**What to do:**
Of the entries below, copy only those lines that contain the word "does".

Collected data
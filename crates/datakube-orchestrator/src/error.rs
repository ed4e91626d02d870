//! Orchestrator error types

use thiserror::Error;

use crate::{index::IndexError, queue::QueueError, storage::StorageError};

/// Result type alias for orchestrator operations
pub type OrchestratorResult<T> = std::result::Result<T, OrchestratorError>;

/// Errors that stop the orchestrator.
///
/// Per-message and per-policy failures are logged where they happen and never reach
/// this type; only an unreachable queue service or broken setup does.
#[derive(Error, Debug)]
pub enum OrchestratorError {
    #[error("Queue error: {0}")]
    Queue(#[from] QueueError),

    #[error("Index error: {0}")]
    Index(#[from] IndexError),

    #[error("Storage error: {0}")]
    Storage(#[from] StorageError),

    #[error("Configuration error: {0}")]
    Config(String),

    #[error("Datakube error: {0}")]
    Common(#[from] datakube_common::DatakubeError),
}
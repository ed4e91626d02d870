//! Message body decoding
//!
//! Notification bodies are two JSON documents deep: the queue envelope carries the
//! storage event as a JSON-encoded string under `Message`.

use serde::{Deserialize, Serialize};
use thiserror::Error;
use tracing::debug;

use super::filter::KeyFilter;

/// Errors raised while decoding a message body
#[derive(Error, Debug, Clone, PartialEq, Eq)]
pub enum DecodeError {
    #[error("Message did not contain S3 records")]
    NoRecord,

    #[error("Malformed notification envelope: {0}")]
    MalformedEnvelope(String),

    #[error("Malformed storage event: {0}")]
    MalformedEvent(String),

    #[error("Message body does not name an object key")]
    EmptyKey,
}

impl DecodeError {
    /// Short code used as the synthetic key when reporting the failure
    pub fn code(&self) -> &'static str {
        match self {
            DecodeError::NoRecord => "no_record",
            DecodeError::MalformedEnvelope(_) => "malformed_envelope",
            DecodeError::MalformedEvent(_) => "malformed_event",
            DecodeError::EmptyKey => "empty_key",
        }
    }
}

/// One object named by a storage event
#[derive(Debug, Clone, PartialEq, Eq, Hash, Serialize, Deserialize)]
pub struct ObjectRecord {
    pub bucket: String,
    pub key: String,
}

impl ObjectRecord {
    pub fn new(bucket: impl Into<String>, key: impl Into<String>) -> Self {
        Self {
            bucket: bucket.into(),
            key: key.into(),
        }
    }

    /// Location URI the dataset is registered under
    pub fn uri(&self) -> String {
        format!("s3://{}/{}", self.bucket, self.key)
    }
}

/// Records of one message, split by the key filter
#[derive(Debug, Clone, Default, PartialEq, Eq)]
pub struct DecodedEvent {
    pub selected: Vec<ObjectRecord>,
    pub skipped: Vec<ObjectRecord>,
}

/// How message bodies are laid out
#[derive(Debug, Clone, Default, PartialEq, Eq, Serialize, Deserialize)]
#[serde(tag = "format", rename_all = "kebab-case")]
pub enum BodyFormat {
    /// Storage event wrapped in a notification envelope
    #[default]
    Notification,
    /// The body is a bare object key in a fixed bucket
    ObjectKey { bucket: String },
}

#[derive(Deserialize)]
struct Envelope {
    #[serde(rename = "Message")]
    message: String,
}

#[derive(Deserialize)]
struct StorageEvent {
    #[serde(rename = "Records")]
    records: Option<Vec<WireRecord>>,
}

#[derive(Deserialize)]
struct WireRecord {
    s3: WireEntity,
}

#[derive(Deserialize)]
struct WireEntity {
    bucket: WireBucket,
    object: WireObject,
}

#[derive(Deserialize)]
struct WireBucket {
    name: String,
}

#[derive(Deserialize)]
struct WireObject {
    key: String,
}

/// Parse a notification body into its object records
pub fn parse_notification(body: &str) -> Result<Vec<ObjectRecord>, DecodeError> {
    let envelope: Envelope =
        serde_json::from_str(body).map_err(|e| DecodeError::MalformedEnvelope(e.to_string()))?;

    let event: StorageEvent = serde_json::from_str(&envelope.message)
        .map_err(|e| DecodeError::MalformedEvent(e.to_string()))?;

    let records = event.records.ok_or(DecodeError::NoRecord)?;

    Ok(records
        .into_iter()
        .map(|record| ObjectRecord::new(record.s3.bucket.name, record.s3.object.key))
        .collect())
}

/// Turns message bodies into filtered object records. Pure: the same body always
/// decodes to the same result.
#[derive(Debug, Clone, Default)]
pub struct EventDecoder {
    format: BodyFormat,
    filter: KeyFilter,
}

impl EventDecoder {
    pub fn new(format: BodyFormat, filter: KeyFilter) -> Self {
        Self { format, filter }
    }

    pub fn decode(&self, body: &str) -> Result<DecodedEvent, DecodeError> {
        let records = match &self.format {
            BodyFormat::Notification => parse_notification(body)?,
            BodyFormat::ObjectKey { bucket } => {
                let key = body.trim();
                if key.is_empty() {
                    return Err(DecodeError::EmptyKey);
                }
                vec![ObjectRecord::new(bucket.clone(), key)]
            },
        };

        let mut decoded = DecodedEvent::default();
        for record in records {
            if self.filter.selects(&record.key) {
                decoded.selected.push(record);
            } else {
                debug!(key = %record.key, "Skipped as it does not match prefix filters");
                decoded.skipped.push(record);
            }
        }

        Ok(decoded)
    }
}
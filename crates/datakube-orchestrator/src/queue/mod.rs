//! Queue client abstraction
//!
//! The consumer and the dead-letter tools only ever see [`QueueClient`]; the SQS
//! implementation lives in [`sqs`] and an in-process queue with visibility leases in
//! [`memory`].
//!
//! Receiving hides a message from other consumers for the visibility timeout. A
//! message that is not deleted within that window becomes visible again; redelivery
//! is the queue service's job, never the application's.

use async_trait::async_trait;
use serde::{Deserialize, Serialize};
use thiserror::Error;

pub mod memory;
pub mod sqs;

pub use memory::InMemoryQueue;
pub use sqs::SqsQueue;

/// SQS rejects batches larger than this.
pub const MAX_RECEIVE_BATCH: i32 = 10;

/// SQS rejects long-poll waits longer than this.
pub const MAX_WAIT_TIME_SECS: i32 = 20;

/// Errors raised by queue operations
#[derive(Error, Debug)]
pub enum QueueError {
    #[error("Failed to resolve queue '{name}': {message}")]
    Resolve { name: String, message: String },

    #[error("Failed to receive messages: {0}")]
    Receive(String),

    #[error("Failed to delete message: {0}")]
    Delete(String),

    #[error("Failed to send message: {0}")]
    Send(String),

    #[error("Failed to read queue attributes: {0}")]
    Attributes(String),
}

pub type QueueResult<T> = std::result::Result<T, QueueError>;

/// A message as handed out by a receive call. Never mutated.
#[derive(Debug, Clone, PartialEq, Eq, Serialize, Deserialize)]
pub struct QueueMessage {
    pub id: String,
    pub body: String,
    /// Opaque lease token; only valid for the receive that produced it
    pub receipt_handle: String,
    /// Checksum reported by the queue service (`MD5OfBody`)
    pub claimed_checksum: String,
}

/// Parameters for one receive call
#[derive(Debug, Clone, Copy, PartialEq, Eq)]
pub struct ReceiveOptions {
    /// Batch size, 1..=10
    pub max_messages: i32,
    /// Long-poll duration in seconds, 0..=20
    pub wait_time_secs: i32,
    /// Lease duration in seconds
    pub visibility_timeout_secs: i32,
}

impl ReceiveOptions {
    pub fn new(max_messages: i32, wait_time_secs: i32, visibility_timeout_secs: i32) -> Self {
        Self {
            max_messages: max_messages.clamp(1, MAX_RECEIVE_BATCH),
            wait_time_secs: wait_time_secs.clamp(0, MAX_WAIT_TIME_SECS),
            visibility_timeout_secs: visibility_timeout_secs.max(0),
        }
    }

    /// Single message, no long poll. Used by the dead-letter tools.
    pub fn single(visibility_timeout_secs: i32) -> Self {
        Self::new(1, 0, visibility_timeout_secs)
    }
}

/// Capability over a managed message queue.
#[async_trait]
pub trait QueueClient: Send + Sync {
    /// Receive up to `max_messages`; an empty vec means nothing is available right now
    async fn receive(&self, options: &ReceiveOptions) -> QueueResult<Vec<QueueMessage>>;

    /// Delete a message by the receipt handle of its current lease
    async fn delete(&self, receipt_handle: &str) -> QueueResult<()>;

    /// Enqueue a body verbatim
    async fn send(&self, body: &str) -> QueueResult<()>;

    /// Approximate number of visible messages; may lag behind reality
    async fn approximate_count(&self) -> QueueResult<u64>;

    /// Resolved queue URL (or name for in-process queues)
    fn url(&self) -> &str;
}
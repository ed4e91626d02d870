//! Message integrity check

use datakube_common::checksum::ensure_md5;
use tracing::warn;

use crate::queue::QueueMessage;

/// True when the body hashes to the checksum the queue service reported.
///
/// A mismatch is logged here; the caller deletes the message without processing it.
pub fn validate(message: &QueueMessage) -> bool {
    match ensure_md5(message.body.as_bytes(), &message.claimed_checksum) {
        Ok(()) => true,
        Err(e) => {
            warn!(
                message_id = %message.id,
                body = %message.body,
                error = %e,
                "MD5 hashes did not match, discarding message"
            );
            false
        },
    }
}

#[cfg(test)]
#[allow(clippy::unwrap_used, clippy::expect_used)]
mod tests {
    use super::*;
    use datakube_common::checksum::compute_md5;

    fn message(body: &str, checksum: &str) -> QueueMessage {
        QueueMessage {
            id: "m-1".to_string(),
            body: body.to_string(),
            receipt_handle: "r-1".to_string(),
            claimed_checksum: checksum.to_string(),
        }
    }

    #[test]
    fn test_matching_checksum_is_valid() {
        let body = r#"{"Message": "{}"}"#;
        assert!(validate(&message(body, &compute_md5(body.as_bytes()))));
    }

    #[test]
    fn test_uppercase_checksum_is_valid() {
        let body = "payload";
        let checksum = compute_md5(body.as_bytes()).to_uppercase();
        assert!(validate(&message(body, &checksum)));
    }

    #[test]
    fn test_mismatch_and_missing_checksum_are_invalid() {
        assert!(!validate(&message("payload", "0123456789abcdef0123456789abcdef")));
        assert!(!validate(&message("payload", "")));
    }
}
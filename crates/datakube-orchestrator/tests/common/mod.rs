//! Common test utilities for Datakube orchestrator integration tests
//!
//! Wires a consumer over the in-memory queue, metadata source and index so tests can
//! drive whole drains without AWS or an index service.

#![allow(dead_code, clippy::unwrap_used, clippy::expect_used)]

use datakube_common::{DatasetRef, SourcesPolicy};
use datakube_orchestrator::{
    index::{DatasetIndex, InMemoryIndex},
    ingest::{BodyFormat, Consumer, DatasetRegistrar, EventDecoder, KeyFilter},
    queue::{InMemoryQueue, ReceiveOptions},
    storage::InMemoryMetadataSource,
};
use serde_json::{json, Value};
use std::sync::Arc;
use uuid::Uuid;

pub const BUCKET: &str = "dea-public-data";

/// Notification body naming `keys` in [`BUCKET`]
pub fn notification(keys: &[&str]) -> String {
    let records: Vec<Value> = keys
        .iter()
        .map(|key| json!({"s3": {"bucket": {"name": BUCKET}, "object": {"key": key}}}))
        .collect();
    json!({"Message": json!({"Records": records}).to_string()}).to_string()
}

/// Minimal metadata document for a dataset of `product`
pub fn document(id: Uuid, product: &str) -> Value {
    json!({
        "id": id.to_string(),
        "product": {"name": product},
        "extent": {"center_dt": "2019-03-20T02:47:43Z"},
        "lineage": {"source_datasets": {}}
    })
}

pub struct TestEnvironment {
    pub queue: Arc<InMemoryQueue>,
    pub source: Arc<InMemoryMetadataSource>,
    pub index: Arc<InMemoryIndex>,
}

impl TestEnvironment {
    pub fn new() -> Self {
        Self {
            queue: Arc::new(InMemoryQueue::new("landsat-to-wofs")),
            source: Arc::new(InMemoryMetadataSource::new()),
            index: Arc::new(InMemoryIndex::new()),
        }
    }

    /// Store a document for `key` and return its dataset id
    pub fn publish(&self, key: &str, product: &str) -> Uuid {
        let id = Uuid::new_v4();
        self.source.insert(BUCKET, key, document(id, product));
        id
    }

    pub fn consumer(&self, patterns: &[&str]) -> Consumer {
        self.consumer_with_index(self.index.clone(), patterns)
    }

    pub fn consumer_with_index(&self, index: Arc<dyn DatasetIndex>, patterns: &[&str]) -> Consumer {
        let registrar = DatasetRegistrar::new(self.source.clone(), index.clone(), SourcesPolicy::Verify);
        Consumer::new(
            self.queue.clone(),
            EventDecoder::new(BodyFormat::Notification, KeyFilter::new(patterns).unwrap()),
            Arc::new(registrar),
            index,
            ReceiveOptions::new(10, 0, 300),
        )
    }

    pub async fn registered_at(&self, key: &str) -> Vec<DatasetRef> {
        self.index
            .datasets_for_location(&format!("s3://{}/{}", BUCKET, key))
            .await
            .unwrap()
    }
}
//! HTTP/JSON client for the index service

use async_trait::async_trait;
use chrono::{DateTime, SecondsFormat, Utc};
use datakube_common::{DatasetRef, ProductRef, SourcesPolicy};
use reqwest::{Client, Response};
use serde::{de::DeserializeOwned, Deserialize, Serialize};
use serde_json::Value;
use std::time::Duration;
use tracing::{debug, instrument};
use uuid::Uuid;

use super::{DatasetIndex, IndexError, IndexResult};

/// Default timeout for index requests in seconds.
pub const DEFAULT_INDEX_TIMEOUT_SECS: u64 = 60;

/// Default index service URL when not configured.
pub const DEFAULT_INDEX_URL: &str = "http://localhost:8080";

/// Standard response wrapper returned by the index service
#[derive(Debug, Clone, Serialize, Deserialize)]
pub struct ApiResponse<T> {
    pub success: bool,
    pub data: Option<T>,
    #[serde(default, skip_serializing_if = "Option::is_none")]
    pub error: Option<String>,
}

#[derive(Debug, Serialize)]
struct AddDatasetRequest<'a> {
    document: &'a Value,
    uri: &'a str,
    sources_policy: SourcesPolicy,
}

#[derive(Debug, Serialize)]
struct ArchiveRequest<'a> {
    ids: &'a [Uuid],
}

#[derive(Debug, Serialize)]
struct RefreshRequest<'a> {
    products: &'a [ProductRef],
}

/// URL builders for the index API
pub mod endpoints {
    use uuid::Uuid;

    pub fn datasets_url(base_url: &str) -> String {
        format!("{}/api/v1/datasets", base_url)
    }

    pub fn dataset_sources_url(base_url: &str, id: Uuid) -> String {
        format!("{}/api/v1/datasets/{}/sources", base_url, id)
    }

    pub fn archive_url(base_url: &str) -> String {
        format!("{}/api/v1/datasets/archive", base_url)
    }

    pub fn product_datasets_url(base_url: &str, product: &str) -> String {
        format!("{}/api/v1/products/{}/datasets", base_url, product)
    }

    pub fn product_range_url(base_url: &str, product: &str) -> String {
        format!("{}/api/v1/products/{}/range", base_url, product)
    }

    pub fn dashboard_refresh_url(base_url: &str) -> String {
        format!("{}/api/v1/dashboard/refresh", base_url)
    }
}

/// Index reached over HTTP
#[derive(Debug, Clone)]
pub struct HttpIndex {
    client: Client,
    base_url: String,
}

impl HttpIndex {
    pub fn new(base_url: impl Into<String>, timeout: Duration) -> IndexResult<Self> {
        let client = Client::builder().timeout(timeout).build()?;
        let base_url = base_url.into().trim_end_matches('/').to_string();

        Ok(Self { client, base_url })
    }

    pub fn base_url(&self) -> &str {
        &self.base_url
    }

    async fn unwrap_response<T: DeserializeOwned>(response: Response) -> IndexResult<T> {
        let response = response.error_for_status()?;
        let api_response: ApiResponse<T> = response.json().await?;

        if !api_response.success {
            return Err(IndexError::Rejected(
                api_response
                    .error
                    .unwrap_or_else(|| "index reported failure without a message".to_string()),
            ));
        }

        api_response
            .data
            .ok_or_else(|| IndexError::Rejected("index response carried no data".to_string()))
    }

    async fn expect_success(response: Response) -> IndexResult<()> {
        let response = response.error_for_status()?;
        let api_response: ApiResponse<Value> = response.json().await?;

        if api_response.success {
            Ok(())
        } else {
            Err(IndexError::Rejected(
                api_response
                    .error
                    .unwrap_or_else(|| "index reported failure without a message".to_string()),
            ))
        }
    }
}

fn timestamp(value: DateTime<Utc>) -> String {
    value.to_rfc3339_opts(SecondsFormat::Secs, true)
}

#[async_trait]
impl DatasetIndex for HttpIndex {
    #[instrument(skip(self, document))]
    async fn add_dataset(
        &self,
        document: &Value,
        uri: &str,
        sources_policy: SourcesPolicy,
    ) -> IndexResult<DatasetRef> {
        let request = AddDatasetRequest {
            document,
            uri,
            sources_policy,
        };

        let response = self
            .client
            .post(endpoints::datasets_url(&self.base_url))
            .json(&request)
            .send()
            .await?;

        Self::unwrap_response(response).await
    }

    #[instrument(skip(self))]
    async fn search_datasets(
        &self,
        product: &ProductRef,
        from: DateTime<Utc>,
        to: DateTime<Utc>,
    ) -> IndexResult<Vec<DatasetRef>> {
        let response = self
            .client
            .get(endpoints::product_datasets_url(&self.base_url, product.name()))
            .query(&[("from", timestamp(from)), ("to", timestamp(to))])
            .send()
            .await?;

        let datasets: Vec<DatasetRef> = Self::unwrap_response(response).await?;
        debug!(product = %product, count = datasets.len(), "Search returned datasets");
        Ok(datasets)
    }

    async fn dataset_sources(&self, id: Uuid) -> IndexResult<Vec<DatasetRef>> {
        let response = self
            .client
            .get(endpoints::dataset_sources_url(&self.base_url, id))
            .send()
            .await?;

        if response.status() == reqwest::StatusCode::NOT_FOUND {
            return Err(IndexError::NotFound(id));
        }

        Self::unwrap_response(response).await
    }

    async fn archive_datasets(&self, ids: &[Uuid]) -> IndexResult<()> {
        let response = self
            .client
            .post(endpoints::archive_url(&self.base_url))
            .json(&ArchiveRequest { ids })
            .send()
            .await?;

        Self::expect_success(response).await
    }

    async fn datasets_for_location(&self, uri: &str) -> IndexResult<Vec<DatasetRef>> {
        let response = self
            .client
            .get(endpoints::datasets_url(&self.base_url))
            .query(&[("location", uri)])
            .send()
            .await?;

        Self::unwrap_response(response).await
    }

    async fn update_product_range(&self, product: &ProductRef) -> IndexResult<()> {
        let response = self
            .client
            .post(endpoints::product_range_url(&self.base_url, product.name()))
            .send()
            .await?;

        if response.status() == reqwest::StatusCode::NOT_FOUND {
            return Err(IndexError::UnknownProduct(product.name().to_string()));
        }

        Self::expect_success(response).await
    }

    async fn refresh_dashboard(&self, products: &[ProductRef]) -> IndexResult<()> {
        let response = self
            .client
            .post(endpoints::dashboard_refresh_url(&self.base_url))
            .json(&RefreshRequest { products })
            .send()
            .await?;

        Self::expect_success(response).await
    }
}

**Your response:**
/// this type; only an unreachable queue service or broken setup does.
    #[error("Message body does not name an object key")]
                debug!(key = %record.key, "Skipped as it does not match prefix filters");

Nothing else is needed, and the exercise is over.